Borno state has been one of the primary hot-spots in Nigeria’s campaign against Boko Haram militants. In may a state of emergency was declared in Borno, and twenty-four hour curfew has been put in place following today’s attacks. The attack on the airbase is in many ways unsurprising. In May, the following the increase in violence in places like Borno, the Nigerian military began launching airstrikes against Boko Haram camps. This was said by observers at the time to represent a significant escalation in the government response. As recently as the end of last month, Nigeria had again launched air strikes against Boko Haram. Striking back at this capability would no doubt have been a key priority for the militant group. Boko Haram, along with a splinter group called Ansaru, were designated as foreign terrorist organizations by the United States in November.
Also, it was reported today that a fleet of unmanned aerial vehicles, or drones, would be heading to the Democratic Republic of Congo this week to begin operations. The United Nations Organization Stabilization Mission in the Democratic Republic of Congo (MONUSCO) will receive five drones of an unspecified type. United Nations peacekeeping chief Herve Ladsous has described the additions as an “essential tool” for the mission. The utility of drones in peacekeeping operations has been a matter for debate, especially as other elements of the UN seek to develop an international position that may place limits on elements of what has been described as “robotic warfare.” It is felt, however, that in DRC, the drones would provide peacekeepers with additional tools to monitor movements by the country’s various rebel groups and more rapidly respond to protect civilian populations under threat. The drones have been describe as “protection technology” by the United Nations.
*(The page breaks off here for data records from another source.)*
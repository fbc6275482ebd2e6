use clap::Parser;
use coolsim::core::energy_supply::tariff::TariffData;
use coolsim::input::{ClimateMode, PolicyKind};
use coolsim::output::FileOutput;
use coolsim::read_climate_file::ensemble_from_csv;
use coolsim::{run_project, ExternalData, ProjectOptions, RequestOverrides};
use std::ffi::OsStr;
use std::fs;
use std::fs::File;
use std::io::BufReader;
use std::path::{Path, PathBuf};
use std::time::Duration;
use tracing::{debug, info};
use tracing_subscriber::fmt::format::FmtSpan;

#[derive(Parser, Default, Debug)]
#[clap(author, version, about, long_about = None)]
struct CoolsimArgs {
    input_file: String,
    #[arg(
        long,
        short,
        help = "Path to historical climate ensemble in .csv format, one column of hourly temperatures per year"
    )]
    climate_file: Option<String>,
    #[arg(long, short, help = "Path to tariff data file in .csv format")]
    tariff_file: Option<String>,
    #[arg(long, short = 'n', help = "Number of Monte Carlo runs")]
    runs: Option<i64>,
    #[arg(long, short, help = "Base seed of the batch")]
    seed: Option<u64>,
    #[arg(long, help = "Number of worker threads (defaults to one per core)")]
    threads: Option<usize>,
    #[arg(
        long,
        help = "Stop starting new runs after this many seconds and report the runs completed so far"
    )]
    timeout_secs: Option<u64>,
    #[arg(long, short, help = "Control policy: baseline or optimized")]
    policy: Option<PolicyKind>,
    #[arg(long, help = "Climate mode: statistical or historical")]
    climate_mode: Option<ClimateMode>,
    #[arg(long, short, help = "Identifier of the equipment profile in the catalog")]
    equipment: Option<String>,
    #[clap(
        long,
        default_value_t = false,
        help = "Run both control policies on the same seeds and compare them"
    )]
    compare: bool,
    #[clap(long, default_value_t = false, help = "Whether to log out spans")]
    log_spans: bool,
}

fn main() -> anyhow::Result<()> {
    let args = CoolsimArgs::parse();

    // set up basic tracing
    let tracing_subscriber = {
        let mut builder = tracing_subscriber::fmt::fmt().with_max_level(tracing::Level::INFO);

        if args.log_spans {
            builder = builder
                .with_max_level(tracing::Level::DEBUG)
                .with_span_events(FmtSpan::CLOSE);
        }

        builder.finish()
    };
    tracing::subscriber::set_global_default(tracing_subscriber)
        .expect("setting tracing subscriber failed");

    let input_file = args.input_file.as_str();
    let input_file_ext = Path::new(input_file).extension().and_then(OsStr::to_str);
    let input_file_stem = match input_file_ext {
        Some(ext) => &input_file[..(input_file.len() - ext.len() - 1)],
        None => input_file,
    };
    let input_file_stem = PathBuf::from(input_file_stem);

    let output_path = PathBuf::from(format!("{}__results", input_file_stem.display()));
    fs::create_dir_all(&output_path)?;
    let input_file_name = input_file_stem
        .file_name()
        .and_then(OsStr::to_str)
        .unwrap_or("coolsim");
    let file_output = FileOutput::new(output_path, format!("{input_file_name}__{{}}.{{}}"));

    let external_data = ExternalData {
        climate_ensemble: args
            .climate_file
            .as_ref()
            .map(|file| ensemble_from_csv(BufReader::new(File::open(file)?)))
            .transpose()?,
        tariff: args
            .tariff_file
            .as_ref()
            .map(|file| TariffData::new(BufReader::new(File::open(file)?)))
            .transpose()?,
    };

    let options = ProjectOptions {
        overrides: RequestOverrides {
            n_runs: args.runs,
            seed: args.seed,
            control_policy: args.policy,
            climate_mode: args.climate_mode,
            equipment_id: args.equipment.clone(),
        },
        threads: args.threads,
        timeout: args.timeout_secs.map(Duration::from_secs),
        compare: args.compare,
        ..Default::default()
    };

    let results = run_project(
        BufReader::new(File::open(Path::new(input_file))?),
        &file_output,
        external_data,
        &options,
    )?;

    for (policy, payload) in &results.payloads {
        let stats = &payload.aggregate_statistics;
        info!(
            "{policy}: {} runs, mean cost {:.2}, costo90 {:.2} (min {:.2}, max {:.2})",
            stats.n, stats.mean, stats.p90, stats.min, stats.max
        );
        if !payload.failed_runs.is_empty() || payload.skipped_runs > 0 {
            info!(
                "{policy}: {} runs failed, {} not started",
                payload.failed_runs.len(),
                payload.skipped_runs
            );
        }
    }
    if let Some(comparison) = &results.comparison {
        info!(
            "optimized vs baseline: mean {:.1}% lower, costo90 {:.1}% lower",
            comparison.mean_improvement_pct, comparison.p90_improvement_pct
        );
    }
    debug!("JSON response: {}", serde_json::to_string_pretty(&results)?);

    Ok(())
}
The issue of protecting civilians especially important with regards to DRC, as UN forces had been criticized for their lack of intervention on behalf of civilians threatened by fighting related to the M23 group at the end of last year and earlier this year. The UN responded by stepping up patrols and ultimately activated an “intervention brigade” to carry out mobile operations. This force was said to be in no small way responsible for the decision by the M23 leadership to surrender or flee the country at the beginning of November. The deal that was to end the fighting between the government and M23 remains delayed indefinitely, though DRC President Joseph Kabila has flown to Uganda today in hopes of reviving the negotiations. The status and fate of M23 militants and their leadership remains the most significant impediment to a final agreement. In addition, a large number of other anti-government militant groups remain active in DRC, most notably the Democratic Forces for the Liberation of Rwanda (FLDR) and the Allied Democratic Forces (ADF). A plethora of other smaller, localized groups also exist, broadly categorized as “Mai Mai.”